The Facts About Reverse Mortgages

By Tom Baltezar


Reverse mortgages may be the answer for many retired people that wish to use the equity in their home without having monthly payments to make in the process. If you feel this may be an option for you it is possible the technicalities confuse you a bit. It is not hard to understand how they work once you know a little bit about them.

There are age limits to this type of mortgage. So do not even bother considering it if you are not over sixty years old. There are many alternatives available if you have not reached the age requirement. This was developed to help retired people benefit from their own home equity.

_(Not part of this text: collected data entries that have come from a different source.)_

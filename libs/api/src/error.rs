//! Error types for the resource model.

use thiserror::Error;

/// Errors that can occur when parsing resource enums from their wire form.
#[derive(Debug, Error, Clone, PartialEq, Eq)]
pub enum ApiError {
    /// A status string is not one of the known values.
    #[error("unknown role status: {0}")]
    UnknownRoleStatus(String),

    /// A scaling policy string is not one of the known values.
    #[error("unknown scaling policy: {0}")]
    UnknownScalingPolicy(String),

    /// A resource kind string is not one of the known values.
    #[error("unknown resource kind: {0}")]
    UnknownKind(String),
}
//! Workloads backing roles, and the discovery service.

use std::collections::BTreeMap;

use serde::{Deserialize, Serialize};

use crate::{labels, ObjectMeta, Resource, ResourceKind, WKA_PORT, WKA_PORT_NAME};

/// The last-applied template for a role's workload.
///
/// Everything except `cluster_size` feeds the upgrade fingerprint.
#[derive(Debug, Clone, PartialEq, Serialize, Deserialize)]
#[serde(rename_all = "camelCase")]
pub struct MaterializedWorkloadSpec {
    pub cluster: String,
    pub role: String,
    pub image: String,
    pub wka_member: bool,
    pub storage_enabled: bool,
    #[serde(default)]
    pub config: BTreeMap<String, serde_json::Value>,
    pub cluster_size: i32,
}

/// One running member of a workload.
#[derive(Debug, Clone, PartialEq, Eq, Serialize, Deserialize)]
#[serde(rename_all = "camelCase")]
pub struct WorkloadMember {
    pub name: String,
    /// Host the member's management endpoint listens on.
    pub host: String,
    pub ready: bool,
}

/// Observed status of a workload, written by the runtime.
#[derive(Debug, Clone, Default, PartialEq, Eq, Serialize, Deserialize)]
#[serde(rename_all = "camelCase")]
pub struct WorkloadStatus {
    #[serde(default)]
    pub replicas: i32,
    #[serde(default)]
    pub ready_replicas: i32,
    #[serde(default)]
    pub current_replicas: i32,
    #[serde(default, skip_serializing_if = "Vec::is_empty")]
    pub members: Vec<WorkloadMember>,
}

/// The runtime workload for one role. Named after the role resource and
/// owned by it.
#[derive(Debug, Clone, PartialEq, Serialize, Deserialize)]
#[serde(rename_all = "camelCase")]
pub struct WorkloadResource {
    pub metadata: ObjectMeta,
    pub spec: MaterializedWorkloadSpec,
    #[serde(default)]
    pub status: WorkloadStatus,
}

impl WorkloadResource {
    pub fn new(metadata: ObjectMeta, spec: MaterializedWorkloadSpec) -> Self {
        Self {
            metadata,
            spec,
            status: WorkloadStatus::default(),
        }
    }
}

impl Resource for WorkloadResource {
    const KIND: ResourceKind = ResourceKind::Workload;

    fn meta(&self) -> &ObjectMeta {
        &self.metadata
    }

    fn meta_mut(&mut self) -> &mut ObjectMeta {
        &mut self.metadata
    }

    fn copy_status_from(&mut self, other: &Self) {
        self.status = other.status.clone();
    }
}

/// Headless service listing the well-known-address members of a cluster.
#[derive(Debug, Clone, PartialEq, Eq, Serialize, Deserialize)]
#[serde(rename_all = "camelCase")]
pub struct DiscoveryService {
    pub metadata: ObjectMeta,
    pub headless: bool,
    pub port_name: String,
    pub port: u16,
    pub selector: BTreeMap<String, String>,
}

impl DiscoveryService {
    /// The discovery service for `cluster`, named `<cluster>-wka`.
    pub fn for_cluster(namespace: &str, cluster: &str) -> Self {
        let metadata = ObjectMeta::new(namespace, crate::wka_service_name(cluster))
            .with_label(labels::CLUSTER, cluster)
            .with_label(labels::COMPONENT_LABEL, labels::WKA_SERVICE);

        let selector = BTreeMap::from([
            (labels::CLUSTER.to_string(), cluster.to_string()),
            (labels::COMPONENT.to_string(), labels::COMPONENT_POD.to_string()),
            (labels::WKA_MEMBER.to_string(), "true".to_string()),
        ]);

        Self {
            metadata,
            headless: true,
            port_name: WKA_PORT_NAME.to_string(),
            port: WKA_PORT,
            selector,
        }
    }
}

impl Resource for DiscoveryService {
    const KIND: ResourceKind = ResourceKind::Service;

    fn meta(&self) -> &ObjectMeta {
        &self.metadata
    }

    fn meta_mut(&mut self) -> &mut ObjectMeta {
        &mut self.metadata
    }

    // Services have no status.
    fn copy_status_from(&mut self, _other: &Self) {}
}

#[cfg(test)]
mod tests {
    use super::*;

    #[test]
    fn discovery_service_shape() {
        let svc = DiscoveryService::for_cluster("ns", "test-cluster");

        assert_eq!(svc.metadata.name, "test-cluster-wka");
        assert!(svc.headless);
        assert_eq!(svc.port_name, "coherence");
        assert_eq!(svc.port, 7);
        assert_eq!(svc.selector["coherenceCluster"], "test-cluster");
        assert_eq!(svc.selector["component"], "coherencePod");
        assert_eq!(svc.selector["coherenceWKAMember"], "true");
    }

    #[test]
    fn workload_spec_uses_camel_case() {
        let spec = MaterializedWorkloadSpec {
            cluster: "c".to_string(),
            role: "data".to_string(),
            image: "grid:1".to_string(),
            wka_member: true,
            storage_enabled: true,
            config: BTreeMap::new(),
            cluster_size: 3,
        };
        let json = serde_json::to_value(&spec).unwrap();

        assert_eq!(json["clusterSize"], 3);
        assert_eq!(json["wkaMember"], true);
    }
}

This also means that equity in the home is necessary. You cannot qualify for this mortgage if you have not built substantial equity in your home yet. As a matter of fact, most options available to you will require that equity be built.

If you meet those requirements you can apply whenever you are ready. Upon being approved you will qualify for a loan. There are different types and some award a lump payment while others make monthly payments to the borrower. Make sure you talk with your lender to determine which is best for your situation.

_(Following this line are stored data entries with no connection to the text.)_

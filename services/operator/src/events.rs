//! Event recording.
//!
//! Reconcilers report user-visible outcomes (creations, updates, deletions,
//! scaling steps, failures) as events attached to the resource involved.

use std::sync::Mutex;

use chrono::{DateTime, Utc};
use gridop_api::ResourceKey;
use serde::Serialize;
use tracing::{info, warn};

/// Event reasons.
pub mod reasons {
    pub const SUCCESSFUL_CREATE: &str = "SuccessfulCreate";
    pub const FAILED_CREATE: &str = "FailedCreate";
    pub const SUCCESSFUL_UPDATE: &str = "SuccessfulUpdate";
    pub const FAILED_UPDATE: &str = "FailedUpdate";
    pub const SCALING: &str = "Scaling";
    pub const SUCCESSFUL_DELETE: &str = "SuccessfulDelete";
    pub const FAILED_DELETE: &str = "FailedDelete";
    pub const FAILED: &str = "Failed";
}

#[derive(Debug, Clone, Copy, PartialEq, Eq, Serialize)]
pub enum EventType {
    Normal,
    Warning,
}

/// A recorded event.
#[derive(Debug, Clone, PartialEq, Eq, Serialize)]
#[serde(rename_all = "camelCase")]
pub struct Event {
    pub involved: ResourceKey,
    pub event_type: EventType,
    pub reason: String,
    pub message: String,
    pub timestamp: DateTime<Utc>,
}

impl Event {
    pub fn normal(involved: ResourceKey, reason: &str, message: impl Into<String>) -> Self {
        Self {
            involved,
            event_type: EventType::Normal,
            reason: reason.to_string(),
            message: message.into(),
            timestamp: Utc::now(),
        }
    }

    pub fn warning(involved: ResourceKey, reason: &str, message: impl Into<String>) -> Self {
        Self {
            involved,
            event_type: EventType::Warning,
            reason: reason.to_string(),
            message: message.into(),
            timestamp: Utc::now(),
        }
    }
}

/// Sink for events.
pub trait EventRecorder: Send + Sync {
    fn record(&self, event: Event);
}

/// Writes events to the log.
#[derive(Debug, Default)]
pub struct LogRecorder;

impl EventRecorder for LogRecorder {
    fn record(&self, event: Event) {
        match event.event_type {
            EventType::Normal => info!(
                involved = %event.involved,
                reason = %event.reason,
                message = %event.message,
                "event"
            ),
            EventType::Warning => warn!(
                involved = %event.involved,
                reason = %event.reason,
                message = %event.message,
                "event"
            ),
        }
    }
}

/// Keeps every event in memory.
#[derive(Debug, Default)]
pub struct MemoryRecorder {
    events: Mutex<Vec<Event>>,
}

impl MemoryRecorder {
    pub fn new() -> Self {
        Self::default()
    }

    pub fn events(&self) -> Vec<Event> {
        self.events.lock().map(|e| e.clone()).unwrap_or_default()
    }

    /// Events with the given reason, in recording order.
    pub fn with_reason(&self, reason: &str) -> Vec<Event> {
        self.events()
            .into_iter()
            .filter(|e| e.reason == reason)
            .collect()
    }

    pub fn len(&self) -> usize {
        self.events.lock().map(|e| e.len()).unwrap_or(0)
    }

    pub fn is_empty(&self) -> bool {
        self.len() == 0
    }

    pub fn clear(&self) {
        if let Ok(mut events) = self.events.lock() {
            events.clear();
        }
    }
}

impl EventRecorder for MemoryRecorder {
    fn record(&self, event: Event) {
        if let Ok(mut events) = self.events.lock() {
            events.push(event);
        }
    }
}

#[cfg(test)]
mod tests {
    use super::*;
    use gridop_api::ResourceKind;

    #[test]
    fn memory_recorder_filters_by_reason() {
        let recorder = MemoryRecorder::new();
        let key = ResourceKey::new(ResourceKind::Cluster, "ns", "c");

        recorder.record(Event::normal(key.clone(), reasons::SUCCESSFUL_CREATE, "a"));
        recorder.record(Event::warning(key, reasons::FAILED_CREATE, "b"));

        assert_eq!(recorder.len(), 2);
        let failed = recorder.with_reason(reasons::FAILED_CREATE);
        assert_eq!(failed.len(), 1);
        assert_eq!(failed[0].event_type, EventType::Warning);
        assert_eq!(failed[0].message, "b");
    }
}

As the loan progresses interest continues to compound. Unlike traditional loans you will have no monthly payment. The interest is merely added to the balance of the loan. Whenever the last surviving borrower dies or the borrower sells the home the loan will need to be paid to the lender. If this does not occur, they will take possession of the home.

This option is one way that retired people have of using the equity in their home to benefit them as they age. Some opt not to choose this alternative. Many do so as they believe it to be worthwhile. Talk with your lender to find out if reverse mortgages can benefit you if you meet the requirements to qualify.